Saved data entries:
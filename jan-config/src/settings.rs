//! Typed env-var surface for jan-server (spec.md §6.8). Call [`load_and_apply`](crate::load_and_apply)
//! first so `.env`/XDG values land in the process environment, then [`Settings::from_env`].

use std::time::Duration;

fn env_u32(key: &str, default: u32) -> u32 {
    std::env::var(key)
        .ok()
        .and_then(|v| v.parse().ok())
        .unwrap_or(default)
}

fn env_u64(key: &str, default: u64) -> u64 {
    std::env::var(key)
        .ok()
        .and_then(|v| v.parse().ok())
        .unwrap_or(default)
}

fn env_duration_secs(key: &str, default: Duration) -> Duration {
    std::env::var(key)
        .ok()
        .and_then(|v| v.parse::<u64>().ok())
        .map(Duration::from_secs)
        .unwrap_or(default)
}

fn env_string(key: &str, default: &str) -> String {
    std::env::var(key).unwrap_or_else(|_| default.to_string())
}

/// Circuit breaker + retry + connection pool knobs for one outbound provider (spec.md §4.2.5).
#[derive(Debug, Clone)]
pub struct ProviderResilience {
    pub cb_failure_threshold: u32,
    pub cb_success_threshold: u32,
    pub cb_timeout: Duration,
    pub cb_max_half_open: u32,
    pub http_timeout: Duration,
    pub scrape_timeout: Duration,
    pub retry_max_attempts: u32,
    pub retry_initial_delay: Duration,
    pub retry_max_delay: Duration,
    pub retry_backoff_factor: f64,
    pub max_conns_per_host: usize,
    pub max_idle_conns: usize,
    pub idle_conn_timeout: Duration,
}

impl Default for ProviderResilience {
    fn default() -> Self {
        Self {
            cb_failure_threshold: 15,
            cb_success_threshold: 5,
            cb_timeout: Duration::from_secs(45),
            cb_max_half_open: 10,
            http_timeout: Duration::from_secs(15),
            scrape_timeout: Duration::from_secs(30),
            retry_max_attempts: 5,
            retry_initial_delay: Duration::from_millis(250),
            retry_max_delay: Duration::from_secs(5),
            retry_backoff_factor: 1.5,
            max_conns_per_host: 50,
            max_idle_conns: 100,
            idle_conn_timeout: Duration::from_secs(90),
        }
    }
}

impl ProviderResilience {
    /// Reads `SERPER_*` overrides (spec.md §6.8); unset keys keep the default.
    fn from_env_prefixed(prefix: &str) -> Self {
        let d = Self::default();
        Self {
            cb_failure_threshold: env_u32(&format!("{prefix}_CB_FAILURE_THRESHOLD"), d.cb_failure_threshold),
            cb_success_threshold: env_u32(&format!("{prefix}_CB_SUCCESS_THRESHOLD"), d.cb_success_threshold),
            cb_timeout: env_duration_secs(&format!("{prefix}_CB_TIMEOUT"), d.cb_timeout),
            cb_max_half_open: env_u32(&format!("{prefix}_CB_MAX_HALF_OPEN"), d.cb_max_half_open),
            http_timeout: env_duration_secs(&format!("{prefix}_HTTP_TIMEOUT"), d.http_timeout),
            scrape_timeout: env_duration_secs(&format!("{prefix}_SCRAPE_TIMEOUT"), d.scrape_timeout),
            retry_max_attempts: env_u32(&format!("{prefix}_RETRY_MAX_ATTEMPTS"), d.retry_max_attempts),
            retry_initial_delay: Duration::from_millis(env_u64(
                &format!("{prefix}_RETRY_INITIAL_DELAY"),
                d.retry_initial_delay.as_millis() as u64,
            )),
            retry_max_delay: Duration::from_millis(env_u64(
                &format!("{prefix}_RETRY_MAX_DELAY"),
                d.retry_max_delay.as_millis() as u64,
            )),
            retry_backoff_factor: std::env::var(format!("{prefix}_RETRY_BACKOFF_FACTOR"))
                .ok()
                .and_then(|v| v.parse().ok())
                .unwrap_or(d.retry_backoff_factor),
            max_conns_per_host: env_u32(&format!("{prefix}_MAX_CONNS_PER_HOST"), d.max_conns_per_host as u32)
                as usize,
            max_idle_conns: env_u32(&format!("{prefix}_MAX_IDLE_CONNS"), d.max_idle_conns as u32) as usize,
            idle_conn_timeout: env_duration_secs(&format!("{prefix}_IDLE_CONN_TIMEOUT"), d.idle_conn_timeout),
        }
    }
}

/// Truncation limits applied to tool payloads before they cross the LLM boundary (spec.md §6.8, §4.2.3).
#[derive(Debug, Clone)]
pub struct McpTruncation {
    pub max_snippet_chars: usize,
    pub max_scrape_preview_chars: usize,
    pub max_scrape_text_chars: usize,
}

impl Default for McpTruncation {
    fn default() -> Self {
        Self {
            max_snippet_chars: 500,
            max_scrape_preview_chars: 2_000,
            max_scrape_text_chars: 20_000,
        }
    }
}

/// Base URLs/credentials for the external collaborators `jan-server` wires
/// HTTP clients to (spec.md §1.3: "CRUD config... is also read here even
/// though its *consumers* are out of scope"). None of these services are
/// implemented by this workspace; these are only the addresses used to reach
/// them.
#[derive(Debug, Clone)]
pub struct CollaboratorConfig {
    /// Base URL of the external LLM-API's conversation store, used by
    /// `ConversationClient`/`WriteBackClient` (spec.md §6.3, §6.5).
    pub conversation_api_base_url: String,
    /// Base URL of the model-limits catalog (spec.md §4.1.3 step 1).
    pub catalog_base_url: String,
    /// Base URL + bucket of the object store media is PUT to (spec.md §4.4.1).
    pub object_store_base_url: String,
    pub object_store_bucket: String,
    /// SFU (LiveKit) control-plane base URL polled by the reconciler (spec.md §4.3.2).
    pub sfu_base_url: String,
    pub livekit_api_key: String,
    pub livekit_api_secret: String,
    /// WebSocket URL handed back to realtime session clients (spec.md §6.7).
    pub livekit_ws_url: String,
    /// Search/scrape provider base URL (Serper-compatible, spec.md §4.2.3).
    pub search_provider_base_url: String,
    /// Code-sandbox provider base URL (spec.md §4.2.3 `python_exec`).
    pub sandbox_provider_base_url: String,
    /// Memory-retrieval service base URL (spec.md §4.2.3 `memory_retrieve`).
    pub memory_provider_base_url: String,
    /// On-disk SQLite path for the response store (spec.md §3.2).
    pub response_db_path: String,
    /// On-disk SQLite path for the media object index (spec.md §3.4).
    pub media_db_path: String,
    /// HS256 secret used to validate inbound bearer JWTs. Full JWKS
    /// validation is explicitly out of scope (spec.md §1); only `sub`,
    /// `iss`, and `aud` are checked against this shared secret/issuer/audience.
    pub jwt_secret: String,
    pub jwt_issuer: String,
    pub jwt_audience: String,
}

impl Default for CollaboratorConfig {
    fn default() -> Self {
        Self {
            conversation_api_base_url: "http://127.0.0.1:8081".to_string(),
            catalog_base_url: "http://127.0.0.1:8081".to_string(),
            object_store_base_url: "http://127.0.0.1:9000".to_string(),
            object_store_bucket: "jan-media".to_string(),
            sfu_base_url: "http://127.0.0.1:7880".to_string(),
            livekit_api_key: String::new(),
            livekit_api_secret: String::new(),
            livekit_ws_url: "wss://127.0.0.1:7880".to_string(),
            search_provider_base_url: "https://google.serper.dev".to_string(),
            sandbox_provider_base_url: "http://127.0.0.1:8082".to_string(),
            memory_provider_base_url: "http://127.0.0.1:8083".to_string(),
            response_db_path: "jan-responses.sqlite3".to_string(),
            media_db_path: "jan-media.sqlite3".to_string(),
            jwt_secret: String::new(),
            jwt_issuer: "jan-server".to_string(),
            jwt_audience: "jan-server".to_string(),
        }
    }
}

impl CollaboratorConfig {
    fn from_env() -> Self {
        let d = Self::default();
        Self {
            conversation_api_base_url: env_string("CONVERSATION_API_BASE_URL", &d.conversation_api_base_url),
            catalog_base_url: env_string("CATALOG_BASE_URL", &d.catalog_base_url),
            object_store_base_url: env_string("OBJECT_STORE_BASE_URL", &d.object_store_base_url),
            object_store_bucket: env_string("OBJECT_STORE_BUCKET", &d.object_store_bucket),
            sfu_base_url: env_string("SFU_BASE_URL", &d.sfu_base_url),
            livekit_api_key: env_string("LIVEKIT_API_KEY", &d.livekit_api_key),
            livekit_api_secret: env_string("LIVEKIT_API_SECRET", &d.livekit_api_secret),
            livekit_ws_url: env_string("LIVEKIT_WS_URL", &d.livekit_ws_url),
            search_provider_base_url: env_string("SEARCH_PROVIDER_BASE_URL", &d.search_provider_base_url),
            sandbox_provider_base_url: env_string("SANDBOX_PROVIDER_BASE_URL", &d.sandbox_provider_base_url),
            memory_provider_base_url: env_string("MEMORY_PROVIDER_BASE_URL", &d.memory_provider_base_url),
            response_db_path: env_string("RESPONSE_DB_PATH", &d.response_db_path),
            media_db_path: env_string("MEDIA_DB_PATH", &d.media_db_path),
            jwt_secret: env_string("JWT_SECRET", &d.jwt_secret),
            jwt_issuer: env_string("JWT_ISSUER", &d.jwt_issuer),
            jwt_audience: env_string("JWT_AUDIENCE", &d.jwt_audience),
        }
    }
}

/// Process-wide settings resolved from the environment (spec.md §6.8).
///
/// Construct after [`crate::load_and_apply`] so `.env`/XDG values have already
/// landed in `std::env`; existing process env always wins over both.
#[derive(Debug, Clone)]
pub struct Settings {
    pub max_tool_execution_depth: u32,
    pub tool_execution_timeout: Duration,
    pub session_cleanup_interval: Duration,
    pub session_stale_ttl: Duration,
    pub livekit_token_ttl: Duration,
    pub media_max_bytes: u64,
    pub media_resolve_url: Option<String>,
    pub media_resolve_timeout: Duration,
    pub serper: ProviderResilience,
    pub mcp_truncation: McpTruncation,
    pub collaborators: CollaboratorConfig,
    /// Model the background worker pool's long-lived tool loop invokes with
    /// (spec.md §4.1.2 "Background"). Synchronous and streaming creates build
    /// a fresh chat-completions client per request from the caller's `model`
    /// field instead, since background workers are shared across requests and
    /// can't rebind per call.
    pub default_model: String,
}

impl Default for Settings {
    fn default() -> Self {
        Self {
            max_tool_execution_depth: 8,
            tool_execution_timeout: Duration::from_secs(45),
            session_cleanup_interval: Duration::from_secs(15),
            session_stale_ttl: Duration::from_secs(600),
            livekit_token_ttl: Duration::from_secs(24 * 3600),
            media_max_bytes: 20 * 1024 * 1024,
            media_resolve_url: None,
            media_resolve_timeout: Duration::from_secs(5),
            serper: ProviderResilience::default(),
            mcp_truncation: McpTruncation::default(),
            collaborators: CollaboratorConfig::default(),
            default_model: "gpt-4o-mini".to_string(),
        }
    }
}

impl Settings {
    pub fn from_env() -> Self {
        let d = Self::default();
        Self {
            max_tool_execution_depth: env_u32("MAX_TOOL_EXECUTION_DEPTH", d.max_tool_execution_depth),
            tool_execution_timeout: env_duration_secs("TOOL_EXECUTION_TIMEOUT", d.tool_execution_timeout),
            session_cleanup_interval: env_duration_secs(
                "SESSION_CLEANUP_INTERVAL",
                d.session_cleanup_interval,
            ),
            session_stale_ttl: env_duration_secs("SESSION_STALE_TTL", d.session_stale_ttl),
            livekit_token_ttl: env_duration_secs("LIVEKIT_TOKEN_TTL", d.livekit_token_ttl),
            media_max_bytes: env_u64("MEDIA_MAX_BYTES", d.media_max_bytes),
            media_resolve_url: std::env::var("MEDIA_RESOLVE_URL").ok(),
            media_resolve_timeout: env_duration_secs("MEDIA_RESOLVE_TIMEOUT", d.media_resolve_timeout),
            serper: ProviderResilience::from_env_prefixed("SERPER"),
            mcp_truncation: McpTruncation {
                max_snippet_chars: env_u32(
                    "MCP_MAX_SNIPPET_CHARS",
                    d.mcp_truncation.max_snippet_chars as u32,
                ) as usize,
                max_scrape_preview_chars: env_u32(
                    "MCP_MAX_SCRAPE_PREVIEW_CHARS",
                    d.mcp_truncation.max_scrape_preview_chars as u32,
                ) as usize,
                max_scrape_text_chars: env_u32(
                    "MCP_MAX_SCRAPE_TEXT_CHARS",
                    d.mcp_truncation.max_scrape_text_chars as u32,
                ) as usize,
            },
            collaborators: CollaboratorConfig::from_env(),
            default_model: env_string("DEFAULT_MODEL", &d.default_model),
        }
    }

    /// Bind address for the HTTP server; not part of spec.md §6.8 but needed to run the binary.
    pub fn bind_addr() -> String {
        env_string("JAN_SERVER_BIND_ADDR", "0.0.0.0:8080")
    }
}

#[cfg(test)]
mod tests {
    use super::*;

    #[test]
    fn defaults_match_spec() {
        let s = Settings::default();
        assert_eq!(s.max_tool_execution_depth, 8);
        assert_eq!(s.tool_execution_timeout, Duration::from_secs(45));
        assert_eq!(s.session_cleanup_interval, Duration::from_secs(15));
        assert_eq!(s.session_stale_ttl, Duration::from_secs(600));
        assert_eq!(s.livekit_token_ttl, Duration::from_secs(86_400));
        assert_eq!(s.media_max_bytes, 20 * 1024 * 1024);
        assert_eq!(s.serper.cb_failure_threshold, 15);
        assert_eq!(s.serper.cb_success_threshold, 5);
        assert_eq!(s.serper.cb_timeout, Duration::from_secs(45));
        assert_eq!(s.serper.cb_max_half_open, 10);
        assert_eq!(s.serper.retry_max_attempts, 5);
    }

    #[test]
    fn from_env_overrides_default() {
        std::env::set_var("MAX_TOOL_EXECUTION_DEPTH", "3");
        let s = Settings::from_env();
        assert_eq!(s.max_tool_execution_depth, 3);
        std::env::remove_var("MAX_TOOL_EXECUTION_DEPTH");
    }
}
//! HTTP-backed [`ModelLimitResolver`] against the external LLM-API's model
//! catalog endpoint (spec §4.1.3 step 2: "fetch model context length"). The
//! catalog service itself is out of scope here — this is only the client side
//! of that wire contract, wrapped the same way `LocalFileResolver` wraps a
//! file read.

use async_trait::async_trait;
use model_spec_core::{ModelLimitResolver, ModelSpec};
use serde::Deserialize;

#[derive(Debug, Deserialize)]
struct CatalogResponse {
    context_limit: u32,
    output_limit: u32,
    #[serde(default)]
    cache_read: Option<u32>,
    #[serde(default)]
    cache_write: Option<u32>,
}

/// Resolves against `GET {base_url}/v1/models/{provider_id}/{model_id}/limits`.
/// Network failures and non-2xx responses resolve to `None` so callers fall
/// back to [`model_spec_core::ModelSpec::fallback_default`] rather than fail
/// the whole request over a catalog hiccup.
pub struct HttpCatalogResolver {
    client: reqwest::Client,
    base_url: String,
}

impl HttpCatalogResolver {
    pub fn new(client: reqwest::Client, base_url: impl Into<String>) -> Self {
        Self {
            client,
            base_url: base_url.into(),
        }
    }
}

#[async_trait]
impl ModelLimitResolver for HttpCatalogResolver {
    async fn resolve(&self, provider_id: &str, model_id: &str) -> Option<ModelSpec> {
        let url = format!(
            "{}/v1/models/{provider_id}/{model_id}/limits",
            self.base_url.trim_end_matches('/')
        );
        let response = self.client.get(&url).send().await.ok()?;
        if !response.status().is_success() {
            return None;
        }
        let raw: CatalogResponse = response.json().await.ok()?;
        Some(ModelSpec {
            context_limit: raw.context_limit,
            output_limit: raw.output_limit,
            cache_read: raw.cache_read,
            cache_write: raw.cache_write,
        })
    }
}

■ EXERCISE
Your answer should be the lines from the one containing "use async_trait::async_trait;" through the end of the records, both included, output exactly and with nothing added.

■ REPLY TO THE TASK
use async_trait::async_trait;
use model_spec_core::{ModelLimitResolver, ModelSpec};
use serde::Deserialize;

#[derive(Debug, Deserialize)]
struct CatalogResponse {
    context_limit: u32,
    output_limit: u32,
    #[serde(default)]
    cache_read: Option<u32>,
    #[serde(default)]
    cache_write: Option<u32>,
}

/// Resolves against `GET {base_url}/v1/models/{provider_id}/{model_id}/limits`.
/// Network failures and non-2xx responses resolve to `None` so callers fall
/// back to [`model_spec_core::ModelSpec::fallback_default`] rather than fail
/// the whole request over a catalog hiccup.
pub struct HttpCatalogResolver {
    client: reqwest::Client,
    base_url: String,
}

impl HttpCatalogResolver {
    pub fn new(client: reqwest::Client, base_url: impl Into<String>) -> Self {
        Self {
            client,
            base_url: base_url.into(),
        }
    }
}

#[async_trait]
impl ModelLimitResolver for HttpCatalogResolver {
    async fn resolve(&self, provider_id: &str, model_id: &str) -> Option<ModelSpec> {
        let url = format!(
            "{}/v1/models/{provider_id}/{model_id}/limits",
            self.base_url.trim_end_matches('/')
        );
        let response = self.client.get(&url).send().await.ok()?;
        if !response.status().is_success() {
            return None;
        }
        let raw: CatalogResponse = response.json().await.ok()?;
        Some(ModelSpec {
            context_limit: raw.context_limit,
            output_limit: raw.output_limit,
            cache_read: raw.cache_read,
            cache_write: raw.cache_write,
        })
    }
}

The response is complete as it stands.